Assignment — In full and without alteration, write out the records.

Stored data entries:
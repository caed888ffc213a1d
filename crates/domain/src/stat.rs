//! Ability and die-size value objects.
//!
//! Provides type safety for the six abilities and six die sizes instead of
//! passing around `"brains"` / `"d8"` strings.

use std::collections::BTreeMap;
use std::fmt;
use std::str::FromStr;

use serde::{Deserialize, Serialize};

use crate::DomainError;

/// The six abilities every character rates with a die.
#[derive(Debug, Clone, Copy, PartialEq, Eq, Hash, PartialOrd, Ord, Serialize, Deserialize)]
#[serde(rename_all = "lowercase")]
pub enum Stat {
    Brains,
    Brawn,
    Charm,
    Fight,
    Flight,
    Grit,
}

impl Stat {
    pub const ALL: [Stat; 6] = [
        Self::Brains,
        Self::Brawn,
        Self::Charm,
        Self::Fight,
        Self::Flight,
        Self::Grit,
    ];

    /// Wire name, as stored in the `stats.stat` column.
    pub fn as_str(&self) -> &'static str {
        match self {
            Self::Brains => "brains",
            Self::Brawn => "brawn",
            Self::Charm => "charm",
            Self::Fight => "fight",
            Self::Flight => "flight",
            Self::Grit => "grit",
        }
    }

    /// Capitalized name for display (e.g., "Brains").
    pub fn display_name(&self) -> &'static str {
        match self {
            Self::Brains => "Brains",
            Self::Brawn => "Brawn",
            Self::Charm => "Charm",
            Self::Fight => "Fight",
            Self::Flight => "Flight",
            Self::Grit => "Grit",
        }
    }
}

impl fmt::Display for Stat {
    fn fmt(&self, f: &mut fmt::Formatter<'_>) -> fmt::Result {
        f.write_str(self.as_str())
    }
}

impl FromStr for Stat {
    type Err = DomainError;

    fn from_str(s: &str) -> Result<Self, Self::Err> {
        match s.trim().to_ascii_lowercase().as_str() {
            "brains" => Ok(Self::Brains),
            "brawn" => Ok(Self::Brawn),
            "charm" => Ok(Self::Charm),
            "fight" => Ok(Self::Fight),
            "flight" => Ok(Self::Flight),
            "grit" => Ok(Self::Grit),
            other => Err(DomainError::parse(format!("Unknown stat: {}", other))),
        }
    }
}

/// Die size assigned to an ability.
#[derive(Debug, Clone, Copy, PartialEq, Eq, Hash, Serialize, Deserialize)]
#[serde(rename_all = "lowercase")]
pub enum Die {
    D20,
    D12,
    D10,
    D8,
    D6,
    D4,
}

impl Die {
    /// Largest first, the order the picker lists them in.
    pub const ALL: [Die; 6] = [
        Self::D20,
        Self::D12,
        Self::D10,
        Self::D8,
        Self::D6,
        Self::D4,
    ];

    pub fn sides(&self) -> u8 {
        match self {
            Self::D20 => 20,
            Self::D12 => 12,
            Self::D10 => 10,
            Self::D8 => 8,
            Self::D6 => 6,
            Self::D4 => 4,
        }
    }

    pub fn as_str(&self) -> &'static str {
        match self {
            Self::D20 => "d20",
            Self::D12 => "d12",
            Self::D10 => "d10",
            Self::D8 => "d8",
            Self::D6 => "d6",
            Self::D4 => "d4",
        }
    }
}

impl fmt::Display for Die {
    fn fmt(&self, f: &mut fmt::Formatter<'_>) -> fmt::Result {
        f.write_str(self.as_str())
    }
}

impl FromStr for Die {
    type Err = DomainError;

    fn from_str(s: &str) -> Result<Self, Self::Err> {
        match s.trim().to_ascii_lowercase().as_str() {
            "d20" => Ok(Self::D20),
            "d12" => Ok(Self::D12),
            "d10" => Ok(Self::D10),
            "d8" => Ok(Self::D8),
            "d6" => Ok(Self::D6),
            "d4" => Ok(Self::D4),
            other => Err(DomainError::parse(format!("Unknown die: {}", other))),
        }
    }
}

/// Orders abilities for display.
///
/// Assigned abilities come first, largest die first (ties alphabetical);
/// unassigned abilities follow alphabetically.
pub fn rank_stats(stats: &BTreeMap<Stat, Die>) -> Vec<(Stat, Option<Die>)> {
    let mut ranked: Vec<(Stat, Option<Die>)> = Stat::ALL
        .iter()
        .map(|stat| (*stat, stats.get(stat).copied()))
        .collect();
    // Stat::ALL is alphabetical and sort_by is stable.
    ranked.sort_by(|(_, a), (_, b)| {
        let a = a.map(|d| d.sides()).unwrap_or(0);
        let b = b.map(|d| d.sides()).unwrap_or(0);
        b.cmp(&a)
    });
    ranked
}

Exercise response —
repository caed888ffc213a1d
filename crates/domain/src/stat.rs
//! Ability and die-size value objects.
//!
//! Provides type safety for the six abilities and six die sizes instead of
//! passing around `"brains"` / `"d8"` strings.

use std::collections::BTreeMap;
use std::fmt;
use std::str::FromStr;

use serde::{Deserialize, Serialize};

use crate::DomainError;

/// The six abilities every character rates with a die.
#[derive(Debug, Clone, Copy, PartialEq, Eq, Hash, PartialOrd, Ord, Serialize, Deserialize)]
#[serde(rename_all = "lowercase")]
pub enum Stat {
    Brains,
    Brawn,
    Charm,
    Fight,
    Flight,
    Grit,
}

impl Stat {
    pub const ALL: [Stat; 6] = [
        Self::Brains,
        Self::Brawn,
        Self::Charm,
        Self::Fight,
        Self::Flight,
        Self::Grit,
    ];

    /// Wire name, as stored in the `stats.stat` column.
    pub fn as_str(&self) -> &'static str {
        match self {
            Self::Brains => "brains",
            Self::Brawn => "brawn",
            Self::Charm => "charm",
            Self::Fight => "fight",
            Self::Flight => "flight",
            Self::Grit => "grit",
        }
    }

    /// Capitalized name for display (e.g., "Brains").
    pub fn display_name(&self) -> &'static str {
        match self {
            Self::Brains => "Brains",
            Self::Brawn => "Brawn",
            Self::Charm => "Charm",
            Self::Fight => "Fight",
            Self::Flight => "Flight",
            Self::Grit => "Grit",
        }
    }
}

impl fmt::Display for Stat {
    fn fmt(&self, f: &mut fmt::Formatter<'_>) -> fmt::Result {
        f.write_str(self.as_str())
    }
}

impl FromStr for Stat {
    type Err = DomainError;

    fn from_str(s: &str) -> Result<Self, Self::Err> {
        match s.trim().to_ascii_lowercase().as_str() {
            "brains" => Ok(Self::Brains),
            "brawn" => Ok(Self::Brawn),
            "charm" => Ok(Self::Charm),
            "fight" => Ok(Self::Fight),
            "flight" => Ok(Self::Flight),
            "grit" => Ok(Self::Grit),
            other => Err(DomainError::parse(format!("Unknown stat: {}", other))),
        }
    }
}

/// Die size assigned to an ability.
#[derive(Debug, Clone, Copy, PartialEq, Eq, Hash, Serialize, Deserialize)]
#[serde(rename_all = "lowercase")]
pub enum Die {
    D20,
    D12,
    D10,
    D8,
    D6,
    D4,
}

impl Die {
    /// Largest first, the order the picker lists them in.
    pub const ALL: [Die; 6] = [
        Self::D20,
        Self::D12,
        Self::D10,
        Self::D8,
        Self::D6,
        Self::D4,
    ];

    pub fn sides(&self) -> u8 {
        match self {
            Self::D20 => 20,
            Self::D12 => 12,
            Self::D10 => 10,
            Self::D8 => 8,
            Self::D6 => 6,
            Self::D4 => 4,
        }
    }

    pub fn as_str(&self) -> &'static str {
        match self {
            Self::D20 => "d20",
            Self::D12 => "d12",
            Self::D10 => "d10",
            Self::D8 => "d8",
            Self::D6 => "d6",
            Self::D4 => "d4",
        }
    }
}

impl fmt::Display for Die {
    fn fmt(&self, f: &mut fmt::Formatter<'_>) -> fmt::Result {
        f.write_str(self.as_str())
    }
}

impl FromStr for Die {
    type Err = DomainError;

    fn from_str(s: &str) -> Result<Self, Self::Err> {
        match s.trim().to_ascii_lowercase().as_str() {
            "d20" => Ok(Self::D20),
            "d12" => Ok(Self::D12),
            "d10" => Ok(Self::D10),
            "d8" => Ok(Self::D8),
            "d6" => Ok(Self::D6),
            "d4" => Ok(Self::D4),
            other => Err(DomainError::parse(format!("Unknown die: {}", other))),
        }
    }
}

/// Orders abilities for display.
///
/// Assigned abilities come first, largest die first (ties alphabetical);
/// unassigned abilities follow alphabetically.
pub fn rank_stats(stats: &BTreeMap<Stat, Die>) -> Vec<(Stat, Option<Die>)> {
    let mut ranked: Vec<(Stat, Option<Die>)> = Stat::ALL
        .iter()
        .map(|stat| (*stat, stats.get(stat).copied()))
        .collect();
    // Stat::ALL is alphabetical and sort_by is stable.
    ranked.sort_by(|(_, a), (_, b)| {
        let a = a.map(|d| d.sides()).unwrap_or(0);
        let b = b.map(|d| d.sides()).unwrap_or(0);
        b.cmp(&a)
    });
    ranked
}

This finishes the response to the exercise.